El gobernador demócrata del Estado de Virginia, Mark Warner, ha adoptado una histórica decisión que puede influir decisivamente en el debate sobre la pena de muerte en un país como Estados Unidos, que figura entre los primeros del mundo en la aplicación de tan bárbaro castigo. Concretamente, ha ordenado que se someta a las pruebas de ADN el cadáver de un reo ejecutado en 1992 a fin de determinar científicamente si cometió, o no, el crimen por el que fue condenado.

Roger Keith Coleman murió en la silla eléctrica acusado de haber violado y asesinado a su cuñada, tras un juicio irregular en el que el desgraciado proclamó siempre su inocencia.

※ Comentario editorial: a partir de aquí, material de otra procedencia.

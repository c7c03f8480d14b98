//! Comprehensive tests for mailforge-css
//!
//! Selector matching, rule extraction, head builders and the minification
//! guard working together.

use mailforge_css::{
    build_amp_custom_css, minify_declarations, minify_stylesheet, parse_rules, Classification,
    GuardError, MatchElement, MinificationGuard, SelectorList, Specificity, TemplateSyntax,
};

// ============================================================================
// HELPERS
// ============================================================================

#[derive(Clone)]
struct Flat {
    tags: Vec<(&'static str, Vec<(&'static str, &'static str)>, Option<usize>)>,
    index: usize,
}

impl MatchElement for Flat {
    fn local_name(&self) -> String {
        self.tags[self.index].0.to_string()
    }

    fn attr(&self, name: &str) -> Option<String> {
        self.tags[self.index]
            .1
            .iter()
            .find(|(k, _)| *k == name)
            .map(|(_, v)| v.to_string())
    }

    fn parent_element(&self) -> Option<Self> {
        self.tags[self.index].2.map(|index| Flat { tags: self.tags.clone(), index })
    }

    fn prev_sibling_element(&self) -> Option<Self> {
        let parent = self.tags[self.index].2;
        (0..self.index)
            .rev()
            .find(|i| self.tags[*i].2 == parent)
            .map(|index| Flat { tags: self.tags.clone(), index })
    }
}

fn email_tree() -> Vec<(&'static str, Vec<(&'static str, &'static str)>, Option<usize>)> {
    vec![
        ("table", vec![("class", "wrapper")], None),
        ("td", vec![("class", "cell"), ("align", "left")], Some(0)),
        ("a", vec![("href", "https://example.com"), ("class", "cta big")], Some(1)),
    ]
}

fn guard() -> MinificationGuard {
    MinificationGuard::new(TemplateSyntax::defaults())
}

// ============================================================================
// SELECTORS AND RULES
// ============================================================================

#[test]
fn test_rule_matches_nested_link() {
    let rules = parse_rules(".wrapper td > a.cta { color: #ff0000; } a[href^=\"https\"] { text-decoration: none; }").unwrap();
    let link = Flat { tags: email_tree(), index: 2 };

    assert_eq!(rules.len(), 2);
    assert_eq!(rules[0].selectors.match_specificity(&link), Some(Specificity(0, 2, 2)));
    assert_eq!(rules[1].selectors.match_specificity(&link), Some(Specificity(0, 1, 1)));
}

#[test]
fn test_selector_on_cell() {
    let cell = Flat { tags: email_tree(), index: 1 };
    assert!(SelectorList::parse("td[align=left]").unwrap().matches(&cell));
    assert!(!SelectorList::parse("table > a").unwrap().matches(&cell));
}

#[test]
fn test_important_kept_separately() {
    let rules = parse_rules("p { color: red !important; margin: 0; }").unwrap();
    let important: Vec<_> = rules[0].declarations.iter().filter(|d| d.important).collect();
    assert_eq!(important.len(), 1);
    assert_eq!(important[0].property, "color");
}

// ============================================================================
// MINIFICATION
// ============================================================================

#[test]
fn test_minify_keeps_media_queries() {
    let out = minify_stylesheet("@media only screen and (min-width:480px) {\n .a { width: 100%; }\n}");
    assert!(out.contains("@media"));
    assert!(out.contains(".a{width:100%}"));
}

#[test]
fn test_minify_declarations_shorthand() {
    let out = minify_declarations("margin-top: 0px; margin-bottom: 0px; margin-left: 0px; margin-right: 0px;");
    assert_eq!(out, "margin:0");
}

#[test]
fn test_amp_custom_css_is_clean() {
    let css = build_amp_custom_css(
        "320px",
        &["a[href] { color: blue !important; }".to_string()],
        &[],
        &[],
    );
    assert!(css.contains("a { color: blue; }"));
    assert!(!css.contains("@media"));
}

// ============================================================================
// MINIFICATION GUARD
// ============================================================================

#[test]
fn test_guard_round_trip_all_positions() {
    let html = concat!(
        "<html><head><style type=\"text/css\">\n",
        "  .btn {\n    {{ radiusProp }}: 4px;\n    color: {{ brand.color }};\n  }\n",
        "  {{#if dark}}\n  .btn { color: white; }\n  {{/if}}\n",
        "</style></head><body><div style=\"padding: 0px;  color: {{ fg }}\">x</div></body></html>"
    );

    let out = guard()
        .allow_mixed_syntax(true)
        .protect(html, |tokenized| {
            assert!(tokenized.contains("--mj-prop-temp-0"));
            assert!(tokenized.contains("mj_value_temp_0_"));
            assert!(tokenized.contains("__mjo0__#if dark__mjc0__"));
            tokenized.replace("padding: 0px;  ", "padding:0;")
        })
        .unwrap();

    for token in ["{{ radiusProp }}", "{{ brand.color }}", "{{#if dark}}", "{{/if}}", "{{ fg }}"] {
        assert!(out.contains(token), "missing {}", token);
    }
    assert!(out.contains("padding:0;"));
}

#[test]
fn test_guard_scan_reports_positions() {
    let html = r#"<p style="{{ p }}: 1px; margin: [[ m ]]"></p>"#;
    let tokens = guard().scan(html);

    assert_eq!(tokens.len(), 2);
    assert_eq!(tokens[0].classification, Classification::Property);
    assert_eq!(tokens[0].text(html), "{{ p }}");
    assert_eq!(tokens[1].classification, Classification::Value);
    assert_eq!(tokens[1].syntax, 1);
}

#[test]
fn test_guard_minify_error_propagates() {
    let result = guard().try_protect("<p style=\"color: red\"></p>", |_| Err::<String, _>("boom"));
    match result {
        Err(GuardError::Minify(message)) => assert_eq!(message, "boom"),
        other => panic!("unexpected {:?}", other),
    }
}

#[test]
fn test_guard_unbalanced_brackets_named() {
    let err = guard()
        .check_balance("<style>.a { color: [[ c ]]; } .b { color: [[ d; }</style>")
        .unwrap_err();
    assert!(err.to_string().contains("[[…]] (2 open, 1 close)"));
}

En el caso de que las pruebas le exoneren, será la primera vez que la moderna ciencia demuestre la inocencia de un ser humano sometido a la pena capital. Algo que abunda en el argumento fundamental de quienes creeen -creemos- que la mayor objeción que puede hacerse en contra de la pena de muerte es su carácter irreversible.

Se puede compensar un error judicial a aquel que ha sido injustamente condenado a pena de cárcel, pero no es posible hacerlo en el caso de alguien al que se ha quitado la vida. Tan sólo ello debiera ser suficiente para abolir tan cruel y discutible castigo.

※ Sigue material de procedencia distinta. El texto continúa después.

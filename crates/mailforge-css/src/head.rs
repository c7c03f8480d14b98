//! Head style builders
//!
//! Turns the collected media queries and head styles into the `<style>`
//! markup of the HTML skeleton, or into the raw CSS of the single AMP
//! custom style block.

use std::sync::LazyLock;

use regex::Regex;

use crate::strip_important;

static HREF_ATTRIBUTE_SELECTOR: LazyLock<Regex> = LazyLock::new(|| Regex::new(r"\[\s*href\s*\]").unwrap());

/// Reset rules every AMP document starts with
const AMP_BASE_CSS: &str = "#outlook a { padding:0; }
body { margin:0;padding:0;}
table, td { border-collapse:collapse; }
img { border:0;height:auto;line-height:100%; outline:none;text-decoration:none; }
p { display:block;margin:13px 0; }";

/// Extra media query copies for specific clients
#[derive(Debug, Clone, Copy, Default)]
pub struct MediaQueryOptions {
    /// Repeat the queries under `[owa]` so Outlook Web renders the desktop layout
    pub force_owa_desktop: bool,
    /// Repeat the queries under `@media only print`
    pub printer_support: bool,
}

fn base_queries(queries: &[(String, String)]) -> Vec<String> {
    queries
        .iter()
        .map(|(class, rule)| format!(".{} {}", class, rule))
        .collect()
}

/// Media query `<style>` tags for the HTML skeleton. Empty when no queries were registered.
pub fn build_media_queries_tags(
    breakpoint: &str,
    queries: &[(String, String)],
    options: MediaQueryOptions,
) -> String {
    if queries.is_empty() {
        return String::new();
    }

    let base = base_queries(queries);
    let thunderbird: Vec<String> = base.iter().map(|q| format!(".moz-text-html {}", q)).collect();

    let mut out = format!(
        "<style type=\"text/css\">\n@media only screen and (min-width:{bp}) {{\n{base}\n}}\n</style>\n\
         <style media=\"screen and (min-width:{bp})\">\n{moz}\n</style>",
        bp = breakpoint,
        base = base.join("\n"),
        moz = thunderbird.join("\n"),
    );

    if options.printer_support {
        out.push_str(&format!(
            "\n<style type=\"text/css\">\n@media only print {{\n{}\n}}\n</style>",
            base.join("\n")
        ));
    }

    if options.force_owa_desktop {
        let owa: Vec<String> = base.iter().map(|q| format!("[owa] {}", q)).collect();
        out.push_str(&format!("\n<style type=\"text/css\">\n{}\n</style>", owa.join("\n")));
    }

    out
}

/// Media queries as raw CSS for the AMP custom block
pub fn build_amp_media_queries(breakpoint: &str, queries: &[(String, String)]) -> String {
    if queries.is_empty() {
        return String::new();
    }

    format!(
        "@media only screen and (min-width:{}) {{\n{}\n}}",
        breakpoint,
        base_queries(queries).join("\n")
    )
}

/// One `<style type="text/css">` block holding `styles`, or nothing
pub fn build_style_tag(styles: &[String]) -> String {
    if styles.iter().all(|s| s.trim().is_empty()) {
        return String::new();
    }

    let body: String = styles.iter().map(|s| format!("\n{}", s)).collect();
    format!("<style type=\"text/css\">{}\n</style>", body)
}

/// CSS of the single AMP custom style block.
///
/// `head_styles` are the rendered component and per-identifier head styles,
/// `styles` the global style blocks. The result never carries `!important`
/// or `[href]` attribute selectors, both rejected by AMP validators.
pub fn build_amp_custom_css(
    breakpoint: &str,
    head_styles: &[String],
    styles: &[String],
    queries: &[(String, String)],
) -> String {
    let join = |parts: &[String]| -> String {
        parts
            .iter()
            .map(String::as_str)
            .collect::<Vec<_>>()
            .join("\n")
            .trim()
            .to_string()
    };

    let parts = [
        AMP_BASE_CSS.to_string(),
        join(head_styles),
        join(styles),
        build_amp_media_queries(breakpoint, queries),
    ];

    let css = parts
        .iter()
        .filter(|p| !p.is_empty())
        .map(String::as_str)
        .collect::<Vec<_>>()
        .join("\n");

    let css = strip_important(&css);
    HREF_ATTRIBUTE_SELECTOR.replace_all(&css, "").into_owned()
}

#[cfg(test)]
mod tests {
    use super::*;

    fn queries() -> Vec<(String, String)> {
        vec![(
            "mj-column-per-100".to_string(),
            "{ width:100% !important; max-width: 100%; }".to_string(),
        )]
    }

    #[test]
    fn test_media_queries_tags() {
        let out = build_media_queries_tags("480px", &queries(), MediaQueryOptions::default());
        assert!(out.contains("@media only screen and (min-width:480px)"));
        assert!(out.contains(".moz-text-html .mj-column-per-100"));
        assert!(!out.contains("@media only print"));
        assert!(!out.contains("[owa]"));
    }

    #[test]
    fn test_media_queries_options() {
        let options = MediaQueryOptions {
            force_owa_desktop: true,
            printer_support: true,
        };
        let out = build_media_queries_tags("600px", &queries(), options);
        assert!(out.contains("@media only print"));
        assert!(out.contains("[owa] .mj-column-per-100"));
    }

    #[test]
    fn test_empty_queries() {
        assert_eq!(build_media_queries_tags("480px", &[], MediaQueryOptions::default()), "");
        assert_eq!(build_amp_media_queries("480px", &[]), "");
        assert_eq!(build_style_tag(&[]), "");
    }

    #[test]
    fn test_amp_custom_css() {
        let css = build_amp_custom_css(
            "480px",
            &[".a[href] { color: red !important; }".to_string()],
            &[".b { margin: 0; }".to_string()],
            &queries(),
        );

        assert!(css.starts_with("#outlook a"));
        assert!(css.contains(".a { color: red; }"));
        assert!(css.contains(".b { margin: 0; }"));
        assert!(css.contains("@media only screen and (min-width:480px)"));
        assert!(!css.contains("!important"));
        assert!(!css.contains("[href]"));
    }
}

La ley del Talión, que en tantas ocasiones conduce a la venganza más que a la justicia, puede estar en el plazo de unas semanas en entredicho. De probarse que se ejecutó a un inocente, se pondría de relieve que la inhumana práctica de matar a un semejante en nombre de la ley, cualquier ley, carece por completo de sentido en un siglo XXI que se pretende respetuoso con los derechos humanos.